\name{prop_allocation}
\alias{prop_allocation}
\alias{expected_coverage}

\title{
Proportional allocation
}

\description{
Generate a proportional-to-size allocation for stratified sampling.
}

\usage{
prop_allocation(
    x, n, strata, initial = 0, 
    divisor = function(a) a + 1, 
    ties = c("largest", "first")
)

expected_coverage(x, n, strata, alpha = 1e-3, cutoff = Inf)
}

\arguments{
\item{x}{A positive and finite numeric vector of sizes for units in the population (e.g., revenue for drawing a sample of businesses).}

\item{n}{A positive integer giving the total sample size across all strata. Non-integers are truncated towards 0.}

\item{strata}{A factor, or something that can be coerced into one, giving the strata associated with units in the population.}

\item{initial}{A positive integer vector giving the initial (or minimal) allocation for each stratum, ordered according to the levels of \code{strata}. A single integer is recycled for each stratum using a special algorithm to ensure a feasible allocation; see details. Non-integers are truncated towards 0. The default allows for no units to be allocated to a stratum.}

\item{divisor}{A divisor function for the divisor (highest-averages) apportionment method. The default uses the Jefferson (D'Hondt) method. See details for other possible functions.}

\item{ties}{Either 'largest' to break ties in favor of the stratum with the largest size, or 'first' to break ties in favor of the ordering of \code{strata}.}

\item{alpha}{A number between 0 and 1 such that units with inclusion probabilities greater than or equal to 1 - \code{alpha} are set to 1. The default is slightly larger than 0.}

\item{cutoff}{A numeric cutoff such that units with \code{x >= cutoff} get an inclusion probability of 1. The default does not apply a cutoff.}
}

\details{
The \code{prop_allocation()} function gives a sample size for each level in \code{strata} that is proportional to the sum of \code{x} across strata and adds up to \code{n}. This is done using the divisor (highest-averages) apportionment method (Balinksi and Young, 1982, Appendix A), for which there are a number of different divisor functions:

\describe{
\item{Jefferson/D'Hondt}{\code{\(a) a + 1}}
\item{Webster/Sainte-Laguë}{\code{\(a) a + 0.5}}
\item{Imperiali}{\code{\(a) a + 2}}
\item{Huntington-Hill}{\code{\(a) sqrt(a * (a + 1))}}
\item{Danish}{\code{\(a) a + 1 / 3}}
\item{Adams}{\code{\(a) a}}
\item{Dean}{\code{\(a) a * (a + 1) / (a + 0.5)}}
}

Note that a divisor function with \eqn{d(0) = 0} (i.e., Huntington-Hill, Adams, Dean) should have an initial allocation of at least 1 for all strata. In all cases, ties are broken according to the sum of \code{x} if \code{ties = 'largest'}; otherwise, if \code{ties = 'first'}, then ties are broken according to the levels of \code{strata}.

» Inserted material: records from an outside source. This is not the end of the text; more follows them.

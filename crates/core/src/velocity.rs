//! Velocity samples and calendar bucketing.

use chrono::{Datelike, Duration, NaiveTime};
use serde::{Deserialize, Serialize};
use crate::Time;

/// Throughput for one calendar bucket.
#[derive(Debug, Clone, PartialEq, Serialize, Deserialize)]
pub struct VelocitySample {
    /// Inclusive start of the bucket
    pub period_start: Time,

    /// Exclusive end of the bucket
    pub period_end: Time,

    /// Commits landed in the bucket
    pub commits: u32,

    /// Pull requests merged in the bucket
    pub prs_merged: u32,

    /// Story points of tasks completed in the bucket
    pub story_points_completed: f64,

    /// Whether the bucket had already ended when the sample was taken
    pub closed: bool,

    /// Commit and PR counts came from a cycle where no GitHub adapter failed
    #[serde(default)]
    pub activity_complete: bool,

    /// Story points came from a cycle where no PM adapter failed
    #[serde(default)]
    pub points_complete: bool,
}

impl VelocitySample {
    /// Empty sample for the bucket starting at `period_start`.
    pub fn empty(bucketing: Bucketing, period_start: Time, now: Time) -> Self {
        let period_end = bucketing.period_end(period_start);
        Self {
            period_start,
            period_end,
            commits: 0,
            prs_merged: 0,
            story_points_completed: 0.0,
            closed: period_end <= now,
            activity_complete: true,
            points_complete: true,
        }
    }

    /// Record which halves of the sample had all their backends present.
    pub fn with_coverage(mut self, coverage: Coverage) -> Self {
        self.activity_complete = coverage.activity;
        self.points_complete = coverage.story_points;
        self
    }

    /// Whether `ts` falls inside this bucket.
    pub fn contains(&self, ts: Time) -> bool {
        ts >= self.period_start && ts < self.period_end
    }
}

/// Which backends a cycle's samples were computed with.
#[derive(Debug, Clone, Copy, PartialEq, Eq)]
pub struct Coverage {
    /// Every GitHub adapter delivered
    pub activity: bool,
    /// Every PM adapter delivered
    pub story_points: bool,
}

impl Coverage {
    /// All backends delivered.
    pub const FULL: Coverage = Coverage { activity: true, story_points: true };
}

/// Bucket size for velocity aggregation.
#[derive(Debug, Clone, Copy, PartialEq, Eq, Default, Serialize, Deserialize)]
#[serde(rename_all = "lowercase")]
pub enum Bucketing {
    /// UTC calendar days
    #[default]
    Day,
    /// ISO weeks starting Monday 00:00 UTC
    Week,
}

impl Bucketing {
    /// Length of one bucket.
    pub fn period(&self) -> Duration {
        match self {
            Bucketing::Day => Duration::days(1),
            Bucketing::Week => Duration::days(7),
        }
    }

    /// Start of the bucket containing `ts`.
    pub fn bucket_start(&self, ts: Time) -> Time {
        let date = ts.date_naive();
        let start = match self {
            Bucketing::Day => date,
            Bucketing::Week => date - Duration::days(i64::from(date.weekday().num_days_from_monday())),
        };
        start.and_time(NaiveTime::MIN).and_utc()
    }

    /// End of the bucket starting at `start`.
    pub fn period_end(&self, start: Time) -> Time {
        start + self.period()
    }
}

/// Direction of recent velocity.
#[derive(Debug, Clone, Copy, PartialEq, Eq, Default, Serialize, Deserialize)]
#[serde(rename_all = "snake_case")]
pub enum Trend {
    /// Throughput increasing
    Rising,
    /// Throughput decreasing
    Falling,
    /// No significant change
    Flat,
    /// Too few closed samples to tell
    #[default]
    InsufficientData,
}

impl Trend {
    /// Get string representation.
    pub fn as_str(&self) -> &'static str {
        match self {
            Trend::Rising => "rising",
            Trend::Falling => "falling",
            Trend::Flat => "flat",
            Trend::InsufficientData => "insufficient_data",
        }
    }
}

In cases where the number of units with non-zero size in a stratum is smaller than its allocation, the allocation for that stratum is set to the number of available units, with the remaining sample size reallocated to other strata proportional to \code{x}. This is similar to \command{PROC SURVEYSELECT} in SAS with \command{ALLOC = PROPORTIONAL}.

Passing a single integer for the initial allocation first checks that recycling this value for each stratum does not result in an allocation larger than the sample size. If it does, then the value is reduced so that recycling does not exceed the sample size. This recycled vector can be further reduced in cases where it exceeds the number of units in a stratum, the result of which is the initial allocation. This special recycling ensures that the initial allocation is feasible.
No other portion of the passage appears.